SPAIN’S former interior minister, who was in charge of law enforcement at the time of the Catalan independence referendum, has denied giving the order to sending in the National Police and Civil Guard to stop the poll – a move that left 1000 civilians injured.

Juan Ignacio Zoido was giving evidence at the trial of 12 pro-independence leaders on trial for rebellion in Madrid for their role in the October 2017 vote. His remarks came after former prime minister Mariano Rajoy claimed on Wednesday that no referendum had taken place.

Zoido pinned the blame for deploying 6000 officers to Catalonia on Diego Pérez de los Cobos, who was coordinating law enforcement agencies at the time. He was asked by lawyer Xavier Melero, representing former Catalan interior minister Joaquim Forn: “[To] send 6000 men to more than 2000 voting points, was not it to send them to the slaughterhouse?”

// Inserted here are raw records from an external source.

impl UpdateContext<'_> {
    /// The node being updated.
    pub fn node_id(&self) -> NodeId {
        self.node
    }

    /// Number of input slots this node declared at registration.
    pub fn input_count(&self) -> usize {
        self.ctx.streams[self.node.0 as usize].inputs.len()
    }

    /// See [`AudioContext::allocate`].
    pub fn allocate(&mut self) -> Option<BlockHandle> {
        self.ctx.allocate()
    }

    /// See [`AudioContext::allocate_pair`].
    #[cfg(feature = "float")]
    pub fn allocate_pair(&mut self) -> Option<BlockHandle> {
        self.ctx.allocate_pair()
    }

    /// See [`AudioContext::release`].
    pub fn release(&mut self, block: BlockHandle) {
        self.ctx.release(block);
    }

    /// See [`AudioContext::transmit`].
    pub fn transmit(&mut self, block: &BlockHandle, output_port: u8) {
        self.ctx.transmit(self.node, block, output_port);
    }

    /// See [`AudioContext::receive_read_only`].
    pub fn receive_read_only(&mut self, input: usize) -> Option<BlockHandle> {
        self.ctx.receive_read_only(self.node, input)
    }

    /// See [`AudioContext::receive_writable`].
    pub fn receive_writable(&mut self, input: usize) -> Option<BlockHandle> {
        self.ctx.receive_writable(self.node, input)
    }

    /// See [`AudioContext::receive_read_only_float`].
    #[cfg(feature = "float")]
    pub fn receive_read_only_float(&mut self, input: usize) -> Option<BlockHandle> {
        self.ctx.receive_read_only_float(self.node, input)
    }

    /// See [`AudioContext::receive_writable_float`].
    #[cfg(feature = "float")]
    pub fn receive_writable_float(&mut self, input: usize) -> Option<BlockHandle> {
        self.ctx.receive_writable_float(self.node, input)
    }

    /// See [`AudioContext::block_samples`].
    pub fn block_samples(&self, block: &BlockHandle) -> &[i16; BLOCK_SAMPLES] {
        self.ctx.block_samples(block)
    }

    /// See [`AudioContext::block_samples_mut`].
    pub fn block_samples_mut(&mut self, block: &BlockHandle) -> &mut [i16; BLOCK_SAMPLES] {
        self.ctx.block_samples_mut(block)
    }

    /// See [`AudioContext::float_sample`].
    #[cfg(feature = "float")]
    pub fn float_sample(&self, block: &BlockHandle, idx: usize) -> f32 {
        self.ctx.float_sample(block, idx)
    }

    /// See [`AudioContext::set_float_sample`].
    #[cfg(feature = "float")]
    pub fn set_float_sample(&mut self, block: &BlockHandle, idx: usize, value: f32) {
        self.ctx.set_float_sample(block, idx, value);
    }
}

Zoido blamed the Catalan police – Mossos d’Esquadra – saying they had not complied with judicial orders to stop the vote. He added: “It was ... impossible after what I had organised and there were some real human shields that prevented access. In many schools there was an active and organised resistance to prevent the security forces from fulfilling their responsibility.”

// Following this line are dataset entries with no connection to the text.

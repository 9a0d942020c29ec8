//! Audio block storage and ownership handles.
//!
//! An [`AudioBlock`] is one fixed-size slot of the global
//! [`BlockPool`](crate::BlockPool): 128 signed 16-bit samples plus
//! reference-counting
//! bookkeeping. Blocks are the unit of data moved through the graph — a
//! source node fills one, `transmit` shares it with every connected
//! destination, and each owner gives its reference back with `release`.
//!
//! A [`BlockHandle`] is one owning reference. It is deliberately neither
//! `Clone` nor `Copy`: every additional owner is minted by the pool when the
//! reference count goes up, and every handle must eventually flow back into
//! `release` (or be transferred wholesale, as `transmit` caching does).
//!
//! ## Float pairs
//!
//! With the `float` feature, a block pair can represent 128 `f32` samples:
//! each half stores 64 floats as bit patterns packed into its `i16` words
//! (two words per float, low half first). The pair is allocated and freed
//! together, but each half keeps its own reference count.

/// Number of 16-bit samples per audio block.
pub const BLOCK_SAMPLES: usize = 128;

/// Number of `f32` samples one block of a float pair holds.
#[cfg(feature = "float")]
pub const BLOCK_FLOAT_SAMPLES: usize = BLOCK_SAMPLES / 2;

/// Sample representation of a block or a node.
#[cfg(feature = "float")]
#[derive(Clone, Copy, Debug, PartialEq, Eq)]
pub enum SampleKind {
    /// Signed 16-bit PCM, one sample per `i16` word.
    Pcm,
    /// 32-bit float, stored bit-packed across a linked block pair.
    Float,
}

/// One slot of the block pool.
///
/// Applications supply the backing array once at startup; a `static` array
/// of [`AudioBlock::EMPTY`] handed out through a one-shot cell is the usual
/// shape on hardware. The pool stamps `slot` at init and it never changes.
pub struct AudioBlock {
    /// Sample payload.
    pub data: [i16; BLOCK_SAMPLES],
    pub(crate) ref_count: u16,
    pub(crate) slot: u16,
    #[cfg(feature = "float")]
    pub(crate) kind: SampleKind,
    /// Slot index of the second half of a float pair.
    #[cfg(feature = "float")]
    pub(crate) partner: Option<u16>,
}

impl AudioBlock {
    /// An unallocated block, suitable for building backing arrays:
    /// `[AudioBlock::EMPTY; 32]`.
    pub const EMPTY: AudioBlock = AudioBlock {
        data: [0; BLOCK_SAMPLES],
        ref_count: 0,
        slot: 0,
        #[cfg(feature = "float")]
        kind: SampleKind::Pcm,
        #[cfg(feature = "float")]
        partner: None,
    };

    /// Current number of owners (0 while the slot is free).
    #[inline]
    pub fn ref_count(&self) -> u16 {
        self.ref_count
    }

    /// This block's fixed position in the pool array.
    #[inline]
    pub fn slot(&self) -> usize {
        usize::from(self.slot)
    }

    /// Sample representation currently stored in this block.
    #[cfg(feature = "float")]
    #[inline]
    pub fn kind(&self) -> SampleKind {
        self.kind
    }

    /// Reads the float at `idx` (0..[`BLOCK_FLOAT_SAMPLES`]) of this half.
    #[cfg(feature = "float")]
    #[inline]
    pub fn float_at(&self, idx: usize) -> f32 {
        let lo = self.data[2 * idx] as u16;
        let hi = self.data[2 * idx + 1] as u16;
        f32::from_bits(u32::from(lo) | (u32::from(hi) << 16))
    }

    /// Stores a float at `idx` (0..[`BLOCK_FLOAT_SAMPLES`]) of this half.
    #[cfg(feature = "float")]
    #[inline]
    pub fn set_float_at(&mut self, idx: usize, value: f32) {
        let bits = value.to_bits();
        self.data[2 * idx] = bits as u16 as i16;
        self.data[2 * idx + 1] = (bits >> 16) as u16 as i16;
    }
}

/// One owning reference to an allocated block.
///
/// Obtained from `allocate`/`receive_*`; returned through `release`. Holding
/// a handle keeps the slot out of the free list. Dropping a handle without
/// releasing it strands the slot until pool re-init, so nodes treat handles
/// like the hardware resources they stand for.
#[derive(Debug, PartialEq, Eq)]
pub struct BlockHandle {
    pub(crate) slot: u16,
}

impl BlockHandle {
    pub(crate) fn new(slot: u16) -> Self {
        Self { slot }
    }

    /// Pool slot this handle refers to.
    #[inline]
    pub fn slot(&self) -> usize {
        usize::from(self.slot)
    }
}

/// Converts one q15 PCM sample to float in [-1.0, 1.0).
#[cfg(feature = "float")]
#[inline]
pub fn q15_to_f32(sample: i16) -> f32 {
    f32::from(sample) / 32768.0
}

/// Converts one float sample to q15 PCM with saturation.
#[cfg(feature = "float")]
#[inline]
pub fn f32_to_q15(sample: f32) -> i16 {
    (sample * 32768.0).clamp(-32768.0, 32767.0) as i16
}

Zoido went on to defend the number of reinforcements sent to halt the vote as “proportionate”, given a sizeable protest the previous month when police raided public offices for evidence that officials had been organising the referendum. Earlier, Ada Colau, the mayor of Catalan capital Barcelona, responded to questions from Javier Ortega Smith, lawyer for the far-right party Vox, with some unease.

“I need to transfer to the court my deep discomfort in having to respond to an extreme right group that threatens fundamental rights,” she said.

Colau said the September protest outside the economy ministry was “passive and peaceful”. “The situation was worrying and there was a great social alarm,” she said. “There was the feeling, to summarise in some way, of a state of emergency. Remember that the events of September 20 were not isolated, but in a context where abnormal things were happening that we had not seen before.

“For example … the previous day, officials of the National Police or the Civil Guard entered the [offices of the] media.” She said she was not an “independentist” and went on to praise Jordi Cuixart, the independence activist who is one of the accused.

Colau said: “My heart breaks when I see that Mr Cuixart is here today in a preventive prison situation, with the rest of the defendants, with whom I can have political discrepancies, but if we are here for the October 1 vote, we should have millions of people.”